▶ MATERIAL SUPPLIED:
· · ·

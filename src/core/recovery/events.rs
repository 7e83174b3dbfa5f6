//! Recovery event emission helpers: structured event plus tracing line.

use crate::core::pool::EndpointId;
use crate::events::structured::{publish_global, Event, RecoveryEvent};

pub fn emit_pair_degraded(endpoint: &EndpointId, domain: &str, consecutive_failures: u32) {
    tracing::debug!(
        target = "recovery",
        endpoint = %endpoint,
        domain,
        consecutive_failures,
        "pair degraded"
    );
    publish_global(Event::Recovery(RecoveryEvent::PairDegraded {
        endpoint: endpoint.to_string(),
        domain: domain.to_string(),
        consecutive_failures,
    }));
}

pub fn emit_pair_cooling_down(
    endpoint: &EndpointId,
    domain: &str,
    deadline_ms: i64,
    cooldown_count: u32,
) {
    tracing::warn!(
        target = "recovery",
        endpoint = %endpoint,
        domain,
        deadline_ms,
        cooldown_count,
        "pair cooling down"
    );
    publish_global(Event::Recovery(RecoveryEvent::PairCoolingDown {
        endpoint: endpoint.to_string(),
        domain: domain.to_string(),
        deadline_ms,
        cooldown_count,
    }));
}

pub fn emit_pair_retired(endpoint: &EndpointId, domain: &str, cooldown_count: u32) {
    tracing::warn!(
        target = "recovery",
        endpoint = %endpoint,
        domain,
        cooldown_count,
        "pair retired pending manual reset"
    );
    publish_global(Event::Recovery(RecoveryEvent::PairRetired {
        endpoint: endpoint.to_string(),
        domain: domain.to_string(),
        cooldown_count,
    }));
}

pub fn emit_pair_recovered(endpoint: &EndpointId, domain: &str) {
    tracing::info!(
        target = "recovery",
        endpoint = %endpoint,
        domain,
        "pair recovered"
    );
    publish_global(Event::Recovery(RecoveryEvent::PairRecovered {
        endpoint: endpoint.to_string(),
        domain: domain.to_string(),
    }));
}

· · ·

▶ GOAL OF THE EXERCISE: Exactly as written, please output every entry.

▶ WRITTEN SOLUTION:
filename src/core/recovery/events.rs
repository 7e83174b3dbfa5f6
//! Recovery event emission helpers: structured event plus tracing line.

use crate::core::pool::EndpointId;
use crate::events::structured::{publish_global, Event, RecoveryEvent};

pub fn emit_pair_degraded(endpoint: &EndpointId, domain: &str, consecutive_failures: u32) {
    tracing::debug!(
        target = "recovery",
        endpoint = %endpoint,
        domain,
        consecutive_failures,
        "pair degraded"
    );
    publish_global(Event::Recovery(RecoveryEvent::PairDegraded {
        endpoint: endpoint.to_string(),
        domain: domain.to_string(),
        consecutive_failures,
    }));
}

pub fn emit_pair_cooling_down(
    endpoint: &EndpointId,
    domain: &str,
    deadline_ms: i64,
    cooldown_count: u32,
) {
    tracing::warn!(
        target = "recovery",
        endpoint = %endpoint,
        domain,
        deadline_ms,
        cooldown_count,
        "pair cooling down"
    );
    publish_global(Event::Recovery(RecoveryEvent::PairCoolingDown {
        endpoint: endpoint.to_string(),
        domain: domain.to_string(),
        deadline_ms,
        cooldown_count,
    }));
}

pub fn emit_pair_retired(endpoint: &EndpointId, domain: &str, cooldown_count: u32) {
    tracing::warn!(
        target = "recovery",
        endpoint = %endpoint,
        domain,
        cooldown_count,
        "pair retired pending manual reset"
    );
    publish_global(Event::Recovery(RecoveryEvent::PairRetired {
        endpoint: endpoint.to_string(),
        domain: domain.to_string(),
        cooldown_count,
    }));
}

pub fn emit_pair_recovered(endpoint: &EndpointId, domain: &str) {
    tracing::info!(
        target = "recovery",
        endpoint = %endpoint,
        domain,
        "pair recovered"
    );
    publish_global(Event::Recovery(RecoveryEvent::PairRecovered {
        endpoint: endpoint.to_string(),
        domain: domain.to_string(),
    }));
}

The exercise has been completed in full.